PAVIA VOGHERA – Da domenica 27 dicembre, la Lombardia avrà a disposizione le prime 324 fiale di vaccino anticovid che permetteranno di ottenere 1.620 dosi. Saranno consegnate all’Ospedale di Niguarda, conservate in crio box, dalle Forze armate, da dove poi partiranno per le altre 11 province.

Lo ha confermato l’assessore regionale al Welfare, Giulio Gallera, affiancato dal referente regionale per la campagna di vaccinazione anti-covid, Giacomo Lucchini, presentando il ‘V-day’.

“Si tratta dell’avvio simbolico – ha detto Gallera – di una vera e propria campagna vaccinale che prenderà avvio nei giorni successivi secondo il cronoprogramma previsto dal Piano nazionale redatto dal commissario straordinario Arcuri che ha la responsabilità delle vaccinazioni in tutto il Paese. Oggi comunque vogliamo dare un messaggio importanti ai cittadini”.

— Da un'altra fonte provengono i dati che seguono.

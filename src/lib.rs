pub mod api;
pub mod config;
pub mod models;
pub mod pipeline;

use std::sync::Arc;

use tracing_subscriber::EnvFilter;

use crate::api::server::start_api_server;
use crate::api::types::{ApiContext, RequestLimits};
use crate::config::ServiceConfig;
use crate::pipeline::acquisition::{OcrEngineFactory, TextAcquisition, UnavailableOcrFactory};

/// Run the ingestion service until Ctrl-C.
pub async fn run() -> Result<(), String> {
    tracing_subscriber::fmt()
        .with_env_filter(
            EnvFilter::try_from_default_env()
                .unwrap_or_else(|_| EnvFilter::new(config::default_log_filter())),
        )
        .init();

    tracing::info!("{} starting v{}", config::APP_NAME, config::APP_VERSION);

    let config = ServiceConfig::from_env();
    let acquisition = Arc::new(TextAcquisition::new(build_ocr_factory(&config)));
    let ctx = ApiContext::new(Arc::clone(&acquisition), RequestLimits::from(&config));

    let mut server = start_api_server(ctx, config.bind_addr).await?;
    tracing::info!(addr = %server.addr, "Listening");

    if let Err(e) = tokio::signal::ctrl_c().await {
        tracing::error!("Failed to listen for shutdown signal: {e}");
    }

    server.shutdown().await;
    acquisition.shutdown();
    Ok(())
}

/// Pick the OCR backend, respecting feature flags. Without a usable
/// backend, text requests still work and image requests fail cleanly.
fn build_ocr_factory(config: &ServiceConfig) -> Arc<dyn OcrEngineFactory> {
    #[cfg(feature = "ocr")]
    {
        match find_tessdata_dir(config) {
            Some(tessdata_dir) => {
                tracing::info!(tessdata = %tessdata_dir.display(), lang = %config.ocr_lang, "Tesseract OCR configured");
                return Arc::new(crate::pipeline::acquisition::TesseractFactory {
                    tessdata_dir,
                    lang: config.ocr_lang.clone(),
                });
            }
            None => tracing::warn!("Tesseract data not found, images will not be OCR'd"),
        }
    }

    #[cfg(not(feature = "ocr"))]
    {
        if config.tessdata_dir.is_some() {
            tracing::warn!("CASELOG_TESSDATA is set but this build has no OCR support");
        }
    }

    tracing::info!("Image OCR unavailable");
    Arc::new(UnavailableOcrFactory::new(
        "no OCR backend configured; set CASELOG_TESSDATA and build with the `ocr` feature",
    ))
}

/// Locate a tessdata directory holding the primary language model: the
/// configured directory, then `TESSDATA_PREFIX`, then common system paths.
#[cfg(feature = "ocr")]
fn find_tessdata_dir(config: &ServiceConfig) -> Option<std::path::PathBuf> {
    use std::path::PathBuf;

    let primary = config.ocr_lang.split('+').next().unwrap_or("eng");
    let model = format!("{primary}.traineddata");

    let candidates = config
        .tessdata_dir
        .clone()
        .into_iter()
        .chain(std::env::var("TESSDATA_PREFIX").ok().map(PathBuf::from))
        .chain(
            [
                "/usr/share/tesseract-ocr/5/tessdata",
                "/usr/share/tesseract-ocr/4.00/tessdata",
                "/usr/share/tessdata",
                "/usr/local/share/tessdata",
                "/opt/homebrew/share/tessdata",
            ]
            .into_iter()
            .map(PathBuf::from),
        );

    for dir in candidates {
        if dir.join(&model).exists() {
            return Some(dir);
        }
    }
    None
}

Contemporaneamente sarà distribuito anche tutto il materiale di consumo – il cui approvvigionamento è in capo alla struttura commissariale – e i dispositivi di protezione. Da lì dosi e materiali saranno trasferiti nei siti e nelle altre 11 province lombarde (vedi elenco in basso ndr) – e in 14 siti – in modo tale che si possa partire subito con la somministrazione a professionisti sanitari e sociosanitari fino ad esaurimento delle prima dosi a disposizione.

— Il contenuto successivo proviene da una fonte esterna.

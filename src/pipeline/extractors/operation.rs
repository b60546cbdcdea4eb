use std::sync::LazyLock;

use regex::{Captures, Regex};

use super::fields;
use super::rules::{cascade, clean_value, group, group_f32, group_u32, is_negative, section_after, FieldRule};
use super::{DocumentExtractor, PartialRecord};
use crate::models::{
    AnaestheticType, BloodLossMl, ClinicalDetails, DocumentType, ProcedureEntry, TeamMember,
    TourniquetMinutes,
};

#[derive(Debug, Clone, Default, PartialEq)]
pub struct OperationNoteFields {
    pub procedures: Option<Vec<ProcedureEntry>>,
    pub operating_team: Option<Vec<TeamMember>>,
    pub clinical_details: ClinicalDetails,
    pub final_diagnosis: Option<String>,
    pub anaesthetic_type: Option<AnaestheticType>,
    pub complications: Option<Vec<String>>,
}

pub struct OperationNoteExtractor;

impl DocumentExtractor for OperationNoteExtractor {
    fn document_type(&self) -> DocumentType {
        DocumentType::OperationNote
    }

    fn extract(&self, text: &str) -> PartialRecord {
        PartialRecord::OperationNote(OperationNoteFields {
            procedures: fields::procedures(text),
            operating_team: fields::operating_team(text),
            clinical_details: clinical_details(text),
            final_diagnosis: fields::diagnosis(text),
            anaesthetic_type: fields::anaesthetic_type(text),
            complications: fields::complications(text),
        })
    }
}

fn clinical_details(text: &str) -> ClinicalDetails {
    ClinicalDetails {
        operation_start: cascade(text, &START_TIME_RULES),
        operation_end: cascade(text, &END_TIME_RULES),
        blood_loss_ml: cascade(text, &BLOOD_LOSS_RULES),
        tourniquet_minutes: cascade(text, &TOURNIQUET_RULES),
        closure_method: cascade(text, &CLOSURE_RULES),
        drains: cascade(text, &DRAIN_RULES),
        post_op_instructions: section_after(text, &POST_OP_LABEL),
    }
}

// ── Times ──────────────────────────────────────────────────

/// `HH:MM` from hour, minute and optional am/pm groups; `None` when the
/// values are not a clock time.
fn clock_time(caps: &Captures) -> Option<String> {
    let mut hour = group_u32(caps, 1)?;
    let minute = group_u32(caps, 2)?;
    match group(caps, 3).map(|s| s.to_ascii_lowercase()).as_deref() {
        Some("pm") if (1..12).contains(&hour) => hour += 12,
        Some("am") if hour == 12 => hour = 0,
        Some(_) if hour == 0 || hour > 12 => return None,
        _ => {}
    }
    (hour < 24 && minute < 60).then(|| format!("{hour:02}:{minute:02}"))
}

const CLOCK: &str = r"(\d{1,2})[:.h]?(\d{2})(?:\s*(am|pm))?\b";

static START_TIME_RULES: LazyLock<Vec<FieldRule<String>>> = LazyLock::new(|| {
    vec![
        FieldRule::new(
            &format!(
                r"(?i)\b(?:(?:operation|surgery|procedure)\s+)?(?:start(?:ed)?|commenced|knife\s+to\s+skin|incision)(?:\s+time)?\s*(?:at|[:=\-])?\s*{CLOCK}"
            ),
            clock_time,
        ),
        FieldRule::new(&format!(r"(?i)\btime\s+in\s*[:=\-]?\s*{CLOCK}"), clock_time),
    ]
});

static END_TIME_RULES: LazyLock<Vec<FieldRule<String>>> = LazyLock::new(|| {
    vec![
        FieldRule::new(
            &format!(
                r"(?i)\b(?:(?:operation|surgery|procedure)\s+)?(?:end(?:ed)?|finish(?:ed)?|completed?|closure\s+time)(?:\s+time)?\s*(?:at|[:=\-])?\s*{CLOCK}"
            ),
            clock_time,
        ),
        FieldRule::new(&format!(r"(?i)\btime\s+out\s*[:=\-]?\s*{CLOCK}"), clock_time),
    ]
});

// ── Blood loss ─────────────────────────────────────────────

const APPROX: &str = r"(?:approx(?:imately)?\.?\s*|~\s*|<\s*|about\s+)?";

/// Millilitres, or a bare number. Any other word after the number (units
/// transfused, pints, grams of haemoglobin) leaves the field empty.
fn blood_loss_ml(caps: &Captures) -> Option<BloodLossMl> {
    let millilitres = match group(caps, 2) {
        None => true,
        Some(unit) => matches!(
            unit.to_ascii_lowercase().as_str(),
            "ml" | "mls" | "cc" | "millilitres" | "milliliters" | "approx" | "approximately"
                | "estimated" | "only"
        ),
    };
    if !millilitres {
        return None;
    }
    BloodLossMl::new(group_u32(caps, 1)?)
}

static BLOOD_LOSS_RULES: LazyLock<Vec<FieldRule<BloodLossMl>>> = LazyLock::new(|| {
    vec![
        FieldRule::new(
            &format!(
                r"(?i)\b(?:(?:estimated\s+)?blood\s+loss|EBL)\s*[:=\-]?\s*{APPROX}(\d(?:\.\d+)?)\s*(?:l|litres?|liters?)\b"
            ),
            |c| BloodLossMl::new((group_f32(c, 1)? * 1000.0).round() as u32),
        ),
        FieldRule::new(
            &format!(
                r"(?i)\b(?:estimated\s+)?blood\s+loss\s*[:=\-]?\s*{APPROX}(\d{{1,6}})[ \t]*([a-z]+)?"
            ),
            blood_loss_ml,
        ),
        FieldRule::new(
            &format!(r"(?i)\bEBL\s*[:=\-]?\s*{APPROX}(\d{{1,6}})[ \t]*([a-z]+)?"),
            blood_loss_ml,
        ),
        FieldRule::new(
            r"(?i)\b(?:(?:estimated\s+)?blood\s+loss|EBL)\s*[:=\-]?\s*(?:nil|none|negligible)\b",
            |_| BloodLossMl::new(0),
        ),
    ]
});

// ── Tourniquet ─────────────────────────────────────────────

static TOURNIQUET_RULES: LazyLock<Vec<FieldRule<TourniquetMinutes>>> = LazyLock::new(|| {
    vec![
        FieldRule::new(
            r"(?i)\btourniquet(?:\s+time)?\s*[:=\-]?\s*(\d{1,2})\s*(?:h|hrs?|hours?)\s*(?:(\d{1,2})\s*(?:m|mins?|minutes?))?\b",
            |c| {
                let minutes = group_u32(c, 1)? * 60 + group_u32(c, 2).unwrap_or(0);
                TourniquetMinutes::new(minutes)
            },
        ),
        FieldRule::new(
            r"(?i)\btourniquet\s+time\s*[:=\-]?\s*(\d{1,3})\s*(?:min(?:ute)?s?)?\b",
            |c| TourniquetMinutes::new(group_u32(c, 1)?),
        ),
        FieldRule::new(
            r"(?i)\btourniquet\b[^\n]{0,40}?\b(\d{1,3})\s*min(?:ute)?s?\b",
            |c| TourniquetMinutes::new(group_u32(c, 1)?),
        ),
    ]
});

// ── Closure and drains ─────────────────────────────────────

fn labelled_text(caps: &Captures) -> Option<String> {
    clean_value(group(caps, 1)?)
}

static CLOSURE_RULES: LazyLock<Vec<FieldRule<String>>> = LazyLock::new(|| {
    vec![
        FieldRule::new(
            r"(?im)^[ \t]*(?:skin[ \t]+|wound[ \t]+)?closure(?:[ \t]+method)?[ \t]*[:\-][ \t]*(\S[^\n]*)$",
            labelled_text,
        ),
        FieldRule::new(
            r"(?i)\b(?:skin\s+|wound\s+)?closed\s+(?:with|using)\s+([^\n.;]+)",
            labelled_text,
        ),
        FieldRule::new(
            r"(?i)\b(subcuticular(?:\s+[a-z0-9\-]+)?|skin\s+staples|staples|skin\s+clips|steri-?strips|interrupted\s+sutures|continuous\s+sutures|tissue\s+glue|dermabond)\b",
            labelled_text,
        ),
    ]
});

/// Value recorded when a note states no drain was left.
const NO_DRAIN: &str = "None";

static DRAIN_RULES: LazyLock<Vec<FieldRule<String>>> = LazyLock::new(|| {
    vec![
        FieldRule::new(r"(?im)^[ \t]*drains?[ \t]*[:\-][ \t]*(\S[^\n]*)$", |c| {
            let value = group(c, 1)?;
            if is_negative(value) {
                return Some(NO_DRAIN.to_string());
            }
            clean_value(value)
        }),
        FieldRule::new(r"(?i)\bno\s+drains?\b", |_| Some(NO_DRAIN.to_string())),
        FieldRule::new(
            r"(?i)\b((?:size\s+)?\d{0,2}\s*(?:fr|f)?\s*(?:redivac|blake|jackson[\s\-]pratt|penrose|robinson|corrugated|portovac|chest)\s+drains?|redivac|portovac)\b",
            labelled_text,
        ),
    ]
});

// ── Post-op instructions ───────────────────────────────────

static POST_OP_LABEL: LazyLock<Regex> = LazyLock::new(|| {
    Regex::new(
        r"(?i)^[ \t]*(?:post-?op(?:erative)?[ \t]+(?:instructions|plan|care|orders)|plan|instructions)[ \t]*:(.*)$",
    )
    .unwrap()
});

#[cfg(test)]
mod tests {
    use super::*;
    use crate::models::TeamRole;

    fn extract(text: &str) -> OperationNoteFields {
        match OperationNoteExtractor.extract(text) {
            PartialRecord::OperationNote(fields) => fields,
            other => panic!("unexpected variant: {other:?}"),
        }
    }

    const NOTE: &str = "OPERATION NOTE\n\
        Surgeon: Mr A Patel\n\
        Assistant: Dr B Lee and Dr C Wong\n\
        Anaesthetist: Dr D Smith\n\
        Anaesthetic: GA\n\
        Indication: Symptomatic gallstones\n\
        Procedure: Laparoscopic cholecystectomy (4 port); Intraoperative cholangiogram\n\
        Start time: 08:45\n\
        End time: 10.10\n\
        Findings: thick walled gallbladder\n\
        EBL: 50ml\n\
        Closure: 3-0 monocryl subcuticular\n\
        Drains: nil\n\
        Complications: None\n\
        Post-op instructions: Discharge home tomorrow if well\n\
        Sutures dissolvable\n\
        \n\
        Signed";

    #[test]
    fn full_operation_note() {
        let fields = extract(NOTE);

        let procedures = fields.procedures.unwrap();
        assert_eq!(procedures.len(), 2);
        assert_eq!(procedures[0].notes.as_deref(), Some("4 port"));

        let team = fields.operating_team.unwrap();
        assert_eq!(team.len(), 4);
        assert_eq!(team[0].role, TeamRole::Surgeon);
        assert_eq!(team[2].name, "Dr C Wong");

        assert_eq!(fields.final_diagnosis.as_deref(), Some("Symptomatic gallstones"));
        assert_eq!(fields.anaesthetic_type, Some(AnaestheticType::General));
        assert_eq!(fields.complications, Some(vec![]));

        let details = fields.clinical_details;
        assert_eq!(details.operation_start.as_deref(), Some("08:45"));
        assert_eq!(details.operation_end.as_deref(), Some("10:10"));
        assert_eq!(details.blood_loss_ml.map(|b| b.value()), Some(50));
        assert_eq!(details.closure_method.as_deref(), Some("3-0 monocryl subcuticular"));
        assert_eq!(details.drains.as_deref(), Some("None"));
        assert_eq!(
            details.post_op_instructions.as_deref(),
            Some("Discharge home tomorrow if well\nSutures dissolvable")
        );
    }

    #[test]
    fn clock_times_are_validated() {
        assert_eq!(cascade("Start time: 25:10", &START_TIME_RULES), None);
        assert_eq!(cascade("Start time: 10:75", &START_TIME_RULES), None);
        assert_eq!(cascade("Started at 2:30pm", &START_TIME_RULES).as_deref(), Some("14:30"));
        assert_eq!(cascade("Knife to skin 0915", &START_TIME_RULES).as_deref(), Some("09:15"));
        assert_eq!(cascade("Finished 12:05 am", &END_TIME_RULES).as_deref(), Some("00:05"));
    }

    #[test]
    fn blood_loss_forms() {
        let loss = |t: &str| cascade(t, &BLOOD_LOSS_RULES).map(|b| b.value());
        assert_eq!(loss("Estimated blood loss: approx 300 ml"), Some(300));
        assert_eq!(loss("EBL ~200mls"), Some(200));
        assert_eq!(loss("Blood loss 1.5 litres"), Some(1500));
        assert_eq!(loss("EBL: nil"), Some(0));
        assert_eq!(loss("Blood loss: 50000ml"), None);
        assert_eq!(loss("no mention"), None);
    }

    #[test]
    fn blood_loss_in_other_units_is_left_empty() {
        let loss = |t: &str| cascade(t, &BLOOD_LOSS_RULES).map(|b| b.value());
        assert_eq!(loss("Blood loss: 2 units transfused"), None);
        assert_eq!(loss("EBL 1 pint"), None);
        assert_eq!(loss("Blood loss: 400"), Some(400));
        assert_eq!(loss("EBL 150 ml, drain left in situ"), Some(150));

        let outcome = crate::pipeline::process("Operation note\nBlood loss: 2 units transfused");
        let details = outcome.extracted_data.clinical_details;
        assert!(details.map_or(true, |d| d.blood_loss_ml.is_none()));
    }

    #[test]
    fn tourniquet_forms() {
        let minutes = |t: &str| cascade(t, &TOURNIQUET_RULES).map(|m| m.value());
        assert_eq!(minutes("Tourniquet time: 45 min"), Some(45));
        assert_eq!(minutes("Tourniquet time 1h 20min"), Some(80));
        assert_eq!(minutes("Thigh tourniquet inflated 250mmHg for 62 minutes"), Some(62));
        assert_eq!(minutes("Tourniquet time: 400 min"), None);
    }

    #[test]
    fn closure_by_phrase_or_keyword() {
        let closure = |t: &str| cascade(t, &CLOSURE_RULES);
        assert_eq!(closure("Skin closed with staples."), Some("staples".into()));
        assert_eq!(closure("Wound infiltrated. Steri-strips applied"), Some("Steri-strips".into()));
        assert_eq!(closure("no closure detail"), None);
    }

    #[test]
    fn drain_forms() {
        let drains = |t: &str| cascade(t, &DRAIN_RULES);
        assert_eq!(drains("Drain: 15Fr Blake to pelvis"), Some("15Fr Blake to pelvis".into()));
        assert_eq!(drains("No drain left."), Some("None".into()));
        assert_eq!(drains("Redivac drain to wound bed"), Some("Redivac drain".into()));
        assert_eq!(drains("nothing"), None);
    }

    #[test]
    fn empty_note_has_empty_details() {
        assert!(extract("OPERATION NOTE").clinical_details.is_empty());
    }
}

“Secondo noi – ha proseguito Gallera – è corretto che anche dal punto di vista simbolico l’avvio della vaccinazione avvenga in tutte le province e in alcuni luoghi simbolo, tra cui l’ospedale di Alzano e quello di Codogno. Per questo, il pomeriggio del 27, ci saranno somministrazioni anche al Pio Albergo Trivulzio”.

Fra i primi a sottoporsi alla vaccinazione medici ‘simbolo’ della pandemia. A Milano, ad esempio, i professori Galli, Zangrillo, Rizzardini, Pesenti, Harari, Pregliasco e Signorelli. A Varese il professor Grossi, a Mantova il professor De Donno e a Pavia il professor Bruno. Ha confermato la sua disponibilità a sottoporsi a vaccinazione anche la dottoressa Annalisa Malara.

In Lombardia i primi vaccinati saranno i presidenti degli ordini dei medici e degli infermieri, poi i rappresentanti degli operatori socio-sanitari. E poi i Medici di Medicina generale, il personale dell’emergenza urgenza e delle Rsa.

Al momento non è prevista nessuna obbligatorietà e le 65 strutture HUB (fra cui il San Matteo di Pavia) sono state individuate in base alla copertura geografica, al numero di operatori e ospiti presenti nelle strutture sanitarie e sociosanitarie e agli spazi per la conservazione del vaccino (disponibili o in approvvigionamento) e condivisione delle relative procedure A ciascuna delle strutture HUB sono associate le strutture SPOKE (presidi e RSA).

I vaccinandi di questa prima fase nella provincia di Pavia sono: 19.229 operatori sanitari e 5.866 ospiti delle Rsa.